— Assignment —
The expected output is a verbatim reprint of the lines from the beginning of the data that follows through the line that contains "const REMOTE: &str".

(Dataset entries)
· · · · · · ·
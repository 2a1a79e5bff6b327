//! Postgres attachment repository.

use async_trait::async_trait;
use chrono::{DateTime, Utc};
use sqlx::PgPool;

use mediahub_core::error::{AppError, ErrorKind};
use mediahub_core::result::AppResult;
use mediahub_core::types::AttachmentId;
use mediahub_entity::MediaAttachment;

use super::{AttachmentRepository, RemoteCacheStats};

const REMOTE: &str = "remote_url IS NOT NULL AND remote_url <> ''";

/// Attachment repository backed by the `media_attachments` table.
#[derive(Debug, Clone)]
pub struct PgAttachmentRepository {
    pool: PgPool,
}

impl PgAttachmentRepository {
    /// Create a new attachment repository.
    pub fn new(pool: PgPool) -> Self {
        Self { pool }
    }
}

#[async_trait]
impl AttachmentRepository for PgAttachmentRepository {
    async fn create(&self, a: &MediaAttachment) -> AppResult<()> {
        sqlx::query(
            "INSERT INTO media_attachments (id, account_id, status_id, remote_url, media_type, \
             processing, cached, file_path, file_content_type, file_size, thumbnail_path, \
             thumbnail_content_type, thumbnail_size, width, height, description, blurhash, \
             focus_x, focus_y, avatar, header, created_at, updated_at) \
             VALUES ($1, $2, $3, $4, $5, $6, $7, $8, $9, $10, $11, $12, $13, $14, $15, $16, \
             $17, $18, $19, $20, $21, $22, $23)",
        )
        .bind(a.id)
        .bind(a.account_id)
        .bind(a.status_id)
        .bind(&a.remote_url)
        .bind(a.media_type)
        .bind(a.processing)
        .bind(a.cached)
        .bind(&a.file_path)
        .bind(&a.file_content_type)
        .bind(a.file_size)
        .bind(&a.thumbnail_path)
        .bind(&a.thumbnail_content_type)
        .bind(a.thumbnail_size)
        .bind(a.width)
        .bind(a.height)
        .bind(&a.description)
        .bind(&a.blurhash)
        .bind(a.focus_x)
        .bind(a.focus_y)
        .bind(a.avatar)
        .bind(a.header)
        .bind(a.created_at)
        .bind(a.updated_at)
        .execute(&self.pool)
        .await
        .map_err(|e| {
            if e.as_database_error().is_some_and(|d| d.is_unique_violation()) {
                AppError::conflict(format!("Attachment {} already exists", a.id))
            } else {
                AppError::with_source(ErrorKind::Database, "Failed to create attachment", e)
            }
        })?;
        Ok(())
    }

    async fn update(&self, a: &MediaAttachment) -> AppResult<()> {
        let result = sqlx::query(
            "UPDATE media_attachments SET status_id = $2, remote_url = $3, media_type = $4, \
             processing = $5, cached = $6, file_path = $7, file_content_type = $8, \
             file_size = $9, thumbnail_path = $10, thumbnail_content_type = $11, \
             thumbnail_size = $12, width = $13, height = $14, description = $15, \
             blurhash = $16, focus_x = $17, focus_y = $18, avatar = $19, header = $20, \
             updated_at = $21 \
             WHERE id = $1",
        )
        .bind(a.id)
        .bind(a.status_id)
        .bind(&a.remote_url)
        .bind(a.media_type)
        .bind(a.processing)
        .bind(a.cached)
        .bind(&a.file_path)
        .bind(&a.file_content_type)
        .bind(a.file_size)
        .bind(&a.thumbnail_path)
        .bind(&a.thumbnail_content_type)
        .bind(a.thumbnail_size)
        .bind(a.width)
        .bind(a.height)
        .bind(&a.description)
        .bind(&a.blurhash)
        .bind(a.focus_x)
        .bind(a.focus_y)
        .bind(a.avatar)
        .bind(a.header)
        .bind(a.updated_at)
        .execute(&self.pool)
        .await
        .map_err(|e| AppError::with_source(ErrorKind::Database, "Failed to update attachment", e))?;

        if result.rows_affected() == 0 {
            return Err(AppError::not_found(format!("Attachment {} not found", a.id)));
        }
        Ok(())
    }

    async fn find_by_id(&self, id: AttachmentId) -> AppResult<Option<MediaAttachment>> {
        sqlx::query_as::<_, MediaAttachment>("SELECT * FROM media_attachments WHERE id = $1")
            .bind(id)
            .fetch_optional(&self.pool)
            .await
            .map_err(|e| AppError::with_source(ErrorKind::Database, "Failed to find attachment", e))
    }

    async fn find_cached_remote_older_than(
        &self,
        older_than: DateTime<Utc>,
        limit: usize,
    ) -> AppResult<Vec<MediaAttachment>> {
        sqlx::query_as::<_, MediaAttachment>(&format!(
            "SELECT * FROM media_attachments \
             WHERE cached = TRUE AND {REMOTE} AND created_at < $1 \
             ORDER BY created_at DESC LIMIT $2"
        ))
        .bind(older_than)
        .bind(limit as i64)
        .fetch_all(&self.pool)
        .await
        .map_err(|e| {
            AppError::with_source(
                ErrorKind::Database,
                "Failed to list cached remote attachments",
                e,
            )
        })
    }

    async fn remote_cache_stats(&self) -> AppResult<RemoteCacheStats> {
        let (cached, uncached): (i64, i64) = sqlx::query_as(&format!(
            "SELECT COUNT(*) FILTER (WHERE cached), COUNT(*) FILTER (WHERE NOT cached) \
             FROM media_attachments WHERE {REMOTE}"
        ))
        .fetch_one(&self.pool)
        .await
        .map_err(|e| {
            AppError::with_source(ErrorKind::Database, "Failed to count remote attachments", e)
        })?;

        Ok(RemoteCacheStats {
            cached: cached as u64,
            uncached: uncached as u64,
        })
    }
}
· · · · · · ·
— Completed task —
repository 2a1a79e5bff6b327
//! Postgres attachment repository.

use async_trait::async_trait;
use chrono::{DateTime, Utc};
use sqlx::PgPool;

use mediahub_core::error::{AppError, ErrorKind};
use mediahub_core::result::AppResult;
use mediahub_core::types::AttachmentId;
use mediahub_entity::MediaAttachment;

use super::{AttachmentRepository, RemoteCacheStats};

const REMOTE: &str = "remote_url IS NOT NULL AND remote_url <> ''";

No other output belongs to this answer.